I first became interested in the subject of cycles when I went on sabbatical leave to MIT, from Cambridge England to Cambridge Mass. There I was asked by the Director of the Gas Turbine Laboratory, Professor E.S.Taylor, to take over his class on gas turbine cycles for the year. The established text for this course consisted of a beautiful set of notes on cycles by Professor (Sir) William Hawthorne, who had been a member of Whittle’s team. Hawthorne’s notes remain the best starting point for the subject and I have called upon them here, particularly in the early part of Chapter 3. Hawthorne taught me the power of temperature-entropy diagram in the study of cycles, particularly in his discussion of “air standard” cycles-assuming the working fluid to be a perfect gas, with constant specific heats. It is interesting that Whittle wrote in his later book [15] that he himself “never found the (T,s diagram) to be useful”, although he had a profound understanding of the basic thermodynamics of gas turbine cycles. For he also wrote “When in jet engine design, greater accuracy was necessary for detail design, I worked

in pressure ratios, used y = 1.4 for compression and y = 1.3 for expansion and assumed specific heats for combustion and expansion corresponding to the temperature range concerned. I also allowed for the increase in mass flow in expansion due to fuel addition (in the range 1.5-2%). The results, despite guesswork involved in many of the assumptions, amply justified these methods to the point where I was once rash enough to declare that jet engine design has become an exact science”. Whittle’s modifications of air standard cycle analysis are developed further in the later parts of Chapter 3.

Hawthorne eventually wrote up his MIT notes for a paper with his research student, Graham de Vahl Davis [ 161, but it is really Will Hawthorne who should have written this book. So I dedicate it to him, one of several great engineering teachers, including Keenan,  Taylor and Shapiro, who graced the mechanical engineering department at MIT when I was there as a young assistant professor.

My subsequent interest in gas turbines has come mainly from a happy consulting arrangement with Rolls Royce, plc and the many excellent engineers I have worked with there, including particularly Messrs.Wilde, Scrivener, Miller, Hill and Ruffles. The Company remains at the forefront of gas turbine engineering. I must express my appreciation to many colleagues in the Whittle Laboratory of the Engineering Department at Cambridge University. In particular I am grateful to Professor John Young who readily made available to me his computer code for “real gas” cycle calculations; and to Professors Cumpsty and Denton for their kindness in extending to me the hospitality of the Whittle Laboratory after I retired as Vice-Chancellor of the Open University. It is a stimulating academic environment.

I am also indebted to many friends who have read chapters in this book including John Young, Roger Wilcock, Eric Curtis, Alex White (all of the Cambridge Engineeering Department), Abhijit Guha (of Bristol University), Pericles Pilidis (of Cranfield University) and Giampaolo Manfrida (of Florence University). They have made many suggestions and pointed out several errors, but the responsibility for any remaining mistakes must be mine.
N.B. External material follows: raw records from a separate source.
//! Statements over the shared `files` table
//!
//! `files(id, file_type, owner_id, owner_type, filename, file_size, mimetype,
//! fs_path, created_at, updated_at)`: one row per file-backed entity row,
//! sharing its id.

use crate::models::{BoundQuery, FileMetadata, OwnerRef};
use serde_json::Value;

pub const FILES_TABLE: &str = "files";

fn optional<T: Clone + Into<Value>>(value: &Option<T>) -> Value {
    value.clone().map(Into::into).unwrap_or(Value::Null)
}

/// Allocate a file row; the returned row's `id` keys the paired entity row
pub fn insert_file(file_type: &str, owner: &OwnerRef, metadata: &FileMetadata) -> BoundQuery {
    let mut query = BoundQuery::new();
    let values = [
        query.bind(Value::from(file_type), "varchar"),
        query.bind(Value::from(owner.id), "integer"),
        query.bind(Value::from(owner.owner_type.as_str()), "varchar"),
        query.bind(optional(&metadata.filename), "varchar"),
        query.bind(optional(&metadata.file_size), "bigint"),
        query.bind(optional(&metadata.mimetype), "varchar"),
        query.bind(optional(&metadata.fs_path), "text"),
    ];
    query.push_str(&format!(
        "INSERT INTO {FILES_TABLE} \
         (file_type,owner_id,owner_type,filename,file_size,mimetype,fs_path,created_at,updated_at) \
         VALUES ({},NOW(),NOW()) RETURNING *",
        values.join(",")
    ));
    query
}

pub fn select_file(id: i64) -> BoundQuery {
    let mut query = BoundQuery::new();
    let id_ph = query.bind(Value::from(id), "integer");
    query.push_str(&format!("SELECT * FROM {FILES_TABLE} WHERE id = {id_ph}"));
    query
}

/// Files attached to one owner node
pub fn select_by_owner(owner: &OwnerRef) -> BoundQuery {
    let mut query = BoundQuery::new();
    let owner_id_ph = query.bind(Value::from(owner.id), "integer");
    let owner_type_ph = query.bind(Value::from(owner.owner_type.as_str()), "varchar");
    query.push_str(&format!(
        "SELECT * FROM {FILES_TABLE} WHERE owner_id = {owner_id_ph} \
         AND owner_type = {owner_type_ph} ORDER BY id"
    ));
    query.ordered_by(&["id"])
}

/// `has_files` boolean column: whether any file hangs off node `owner_id`
pub fn has_files(owner_id: i64) -> BoundQuery {
    let mut query = BoundQuery::new();
    let id_ph = query.bind(Value::from(owner_id), "integer");
    query.push_str(&format!(
        "SELECT EXISTS (SELECT 1 FROM {FILES_TABLE} WHERE owner_id = {id_ph}) AS has_files"
    ));
    query
}

pub fn delete_file(id: i64) -> BoundQuery {
    let mut query = BoundQuery::new();
    let id_ph = query.bind(Value::from(id), "integer");
    query.push_str(&format!(
        "DELETE FROM {FILES_TABLE} WHERE id = {id_ph} RETURNING *"
    ));
    query
}
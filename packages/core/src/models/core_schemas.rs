//! Core Schema Definitions
//!
//! The entity set the archive ships with. Deployments may replace it with a
//! JSON registry (see [`SchemaRegistry::from_path`]), but these definitions
//! match the bundled database layout.
//!
//! ## Hierarchy
//!
//! ```text
//! projects ─┐
//! surveyors ─ surveys ─ survey_seasons ─ stations ─┬─ historic_visits ─ historic_captures
//!                                                  └─ modern_visits ─┬─ locations ─ modern_captures
//!                                                                    └─ modern_captures
//! ```
//!
//! Captures own `images`; stations, visits and surveyors own `metadata_files`.
//! `cameras`, `lens`, `participants` and `participant_groups` are plain rows.

use crate::models::schema::{
    Attribute, AttributeType, EntityKind, EntitySchema, Role, SchemaError,
};
use crate::models::{Relation, SchemaRegistry};
use AttributeType::*;

fn attrs(columns: &[(&str, AttributeType)]) -> Vec<Attribute> {
    columns
        .iter()
        .map(|(name, attribute_type)| Attribute::new(*name, *attribute_type))
        .collect()
}

fn node_entity(name: &str, columns: &[(&str, AttributeType)]) -> Result<EntitySchema, SchemaError> {
    EntitySchema::new(name, name, "id", EntityKind::Node, attrs(columns))
}

/// Build the bundled archive registry
pub fn archive_registry() -> Result<SchemaRegistry, SchemaError> {
    let mut images = attrs(&[
        ("id", Integer),
        ("image_state", Varchar),
        ("format", Varchar),
        ("x_dim", Integer),
        ("y_dim", Integer),
        ("bit_depth", Integer),
        ("remote", Boolean),
        ("comments", Text),
        ("lat", Numeric),
        ("long", Numeric),
        ("elev", Numeric),
        ("azimuth", Numeric),
        ("capture_datetime", Timestamp),
    ]);
    images.push(
        Attribute::new("secure_token", Varchar)
            .restricted_to(&[Role::Administrator, Role::SuperAdministrator]),
    );

    let mut stations = attrs(&[
        ("id", Integer),
        ("name", Varchar),
        ("lat", Numeric),
        ("long", Numeric),
        ("elev", Numeric),
        ("nts_sheet", Varchar),
    ]);
    stations.push(
        Attribute::new("published", Boolean).restricted_to(&[
            Role::Editor,
            Role::Administrator,
            Role::SuperAdministrator,
        ]),
    );

    let schemas = vec![
        node_entity("projects", &[("id", Integer), ("name", Varchar), ("description", Text)])?,
        node_entity(
            "surveyors",
            &[
                ("id", Integer),
                ("last_name", Varchar),
                ("given_names", Varchar),
                ("short_name", Varchar),
                ("affiliation", Varchar),
            ],
        )?,
        node_entity(
            "surveys",
            &[("id", Integer), ("name", Varchar), ("historical_map_sheet", Varchar)],
        )?,
        node_entity(
            "survey_seasons",
            &[
                ("id", Integer),
                ("year", Integer),
                ("geographic_coverage", Varchar),
                ("jurisdiction", Varchar),
                ("archive", Varchar),
                ("collection", Varchar),
                ("sources", Text),
                ("notes", Text),
            ],
        )?,
        EntitySchema::new("stations", "stations", "id", EntityKind::Node, stations)?,
        node_entity(
            "historic_visits",
            &[("id", Integer), ("date", Date), ("comments", Text)],
        )?,
        node_entity(
            "modern_visits",
            &[
                ("id", Integer),
                ("date", Date),
                ("start_time", Time),
                ("finish_time", Time),
                ("pilot", Varchar),
                ("rw_call_sign", Varchar),
                ("visit_narrative", Text),
                ("weather_narrative", Text),
                ("weather_temp", Float),
                ("weather_ws", Float),
                ("weather_gs", Float),
                ("weather_pressure", Float),
                ("weather_rh", Float),
            ],
        )?,
        node_entity(
            "locations",
            &[
                ("id", Integer),
                ("location_narrative", Text),
                ("location_identity", Varchar),
                ("lat", Numeric),
                ("long", Numeric),
                ("elev", Numeric),
                ("legacy_photos_start", Integer),
                ("legacy_photos_end", Integer),
            ],
        )?,
        node_entity(
            "historic_captures",
            &[
                ("id", Integer),
                ("plate_id", Varchar),
                ("fn_photo_reference", Varchar),
                ("f_stop", Float),
                ("shutter_speed", Varchar),
                ("focal_length", Integer),
                ("capture_datetime", Timestamp),
                ("cameras_id", Integer),
                ("lens_id", Integer),
                ("digitization_location", Varchar),
                ("digitization_datetime", Timestamp),
                ("lac_ecopy", Varchar),
                ("lac_wo", Varchar),
                ("lac_collection", Varchar),
                ("lac_box", Varchar),
                ("lac_catalogue", Varchar),
                ("condition", Varchar),
                ("comments", Text),
            ],
        )?,
        node_entity(
            "modern_captures",
            &[
                ("id", Integer),
                ("fn_photo_reference", Varchar),
                ("f_stop", Float),
                ("shutter_speed", Varchar),
                ("iso", Integer),
                ("focal_length", Integer),
                ("capture_datetime", Timestamp),
                ("cameras_id", Integer),
                ("lens_id", Integer),
                ("lat", Numeric),
                ("long", Numeric),
                ("elev", Numeric),
                ("azimuth", Numeric),
                ("alternate", Boolean),
                ("comments", Text),
            ],
        )?,
        EntitySchema::new("images", "images", "id", EntityKind::File, images)?,
        EntitySchema::new(
            "metadata_files",
            "metadata_files",
            "id",
            EntityKind::File,
            attrs(&[("id", Integer), ("type", Varchar)]),
        )?,
        EntitySchema::new(
            "cameras",
            "cameras",
            "id",
            EntityKind::Plain,
            attrs(&[
                ("id", Integer),
                ("make", Varchar),
                ("model", Varchar),
                ("unit", Varchar),
                ("format", Varchar),
            ]),
        )?,
        EntitySchema::new(
            "lens",
            "lens",
            "id",
            EntityKind::Plain,
            attrs(&[
                ("id", Integer),
                ("brand", Varchar),
                ("focal_length", Integer),
                ("max_aperture", Numeric),
            ]),
        )?,
        EntitySchema::new(
            "participants",
            "participants",
            "id",
            EntityKind::Plain,
            attrs(&[("id", Integer), ("last_name", Varchar), ("given_names", Varchar)]),
        )?,
        EntitySchema::new(
            "participant_groups",
            "participant_groups",
            "id",
            EntityKind::Plain,
            attrs(&[
                ("id", Integer),
                ("owner_id", Integer),
                ("participant_id", Integer),
                ("group_type", Varchar),
            ]),
        )?,
    ];

    SchemaRegistry::new(schemas)
}

/// Default `node_relations` rows for the bundled registry
pub fn archive_node_relations() -> Vec<Relation> {
    [
        ("projects", "stations"),
        ("surveyors", "surveys"),
        ("surveys", "survey_seasons"),
        ("survey_seasons", "stations"),
        ("stations", "historic_visits"),
        ("stations", "modern_visits"),
        ("historic_visits", "historic_captures"),
        ("surveyors", "historic_captures"),
        ("surveys", "historic_captures"),
        ("survey_seasons", "historic_captures"),
        ("modern_visits", "locations"),
        ("modern_visits", "modern_captures"),
        ("locations", "modern_captures"),
        ("stations", "modern_captures"),
    ]
    .into_iter()
    .map(|(owner, dependent)| Relation::new(owner, dependent))
    .collect()
}

/// Default `file_relations` rows for the bundled registry
pub fn archive_file_relations() -> Vec<Relation> {
    [
        ("historic_captures", "images"),
        ("modern_captures", "images"),
        ("locations", "images"),
        ("stations", "images"),
        ("stations", "metadata_files"),
        ("historic_visits", "metadata_files"),
        ("modern_visits", "metadata_files"),
        ("surveyors", "metadata_files"),
        ("surveys", "metadata_files"),
        ("survey_seasons", "metadata_files"),
    ]
    .into_iter()
    .map(|(owner, dependent)| Relation::new(owner, dependent))
    .collect()
}

#[cfg(test)]
mod tests {
    use super::*;

    #[test]
    fn test_archive_registry_is_valid() {
        let registry = archive_registry().unwrap();
        assert_eq!(registry.len(), 16);
        assert_eq!(registry.node_types().count(), 10);
        assert_eq!(
            registry.file_types().collect::<Vec<_>>(),
            vec!["images", "metadata_files"]
        );
    }

    #[test]
    fn test_relations_reference_registered_types() {
        let registry = archive_registry().unwrap();

        for relation in archive_node_relations() {
            let owner = registry.require(&relation.owner_type).unwrap();
            let dependent = registry.require(&relation.dependent_type).unwrap();
            assert_eq!(owner.kind(), EntityKind::Node, "{:?}", relation);
            assert_eq!(dependent.kind(), EntityKind::Node, "{:?}", relation);
        }

        for relation in archive_file_relations() {
            let owner = registry.require(&relation.owner_type).unwrap();
            let dependent = registry.require(&relation.dependent_type).unwrap();
            assert_eq!(owner.kind(), EntityKind::Node, "{:?}", relation);
            assert_eq!(dependent.kind(), EntityKind::File, "{:?}", relation);
        }
    }

    #[test]
    fn test_secure_token_is_admin_only() {
        let registry = archive_registry().unwrap();
        let images = registry.require("images").unwrap();
        let token = images.attribute("secure_token").unwrap();
        assert!(!token.is_visible_to(Role::Editor));
        assert!(token.is_visible_to(Role::Administrator));
    }
}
Mrs Lorraine Baker has helped me greatly with accurate typing of several of the chapters, and my friend John Stafford, of Compu-Doc (silsoe-solutions) has provided invaluable help in keeping my computer operational and giving me many tips on preparing the material. My publishing editor, Keith Lambert has been both helpful and encouraging. Finally I must thank my wife Sheila, for putting up with my enforced isolation once again to write yet another book.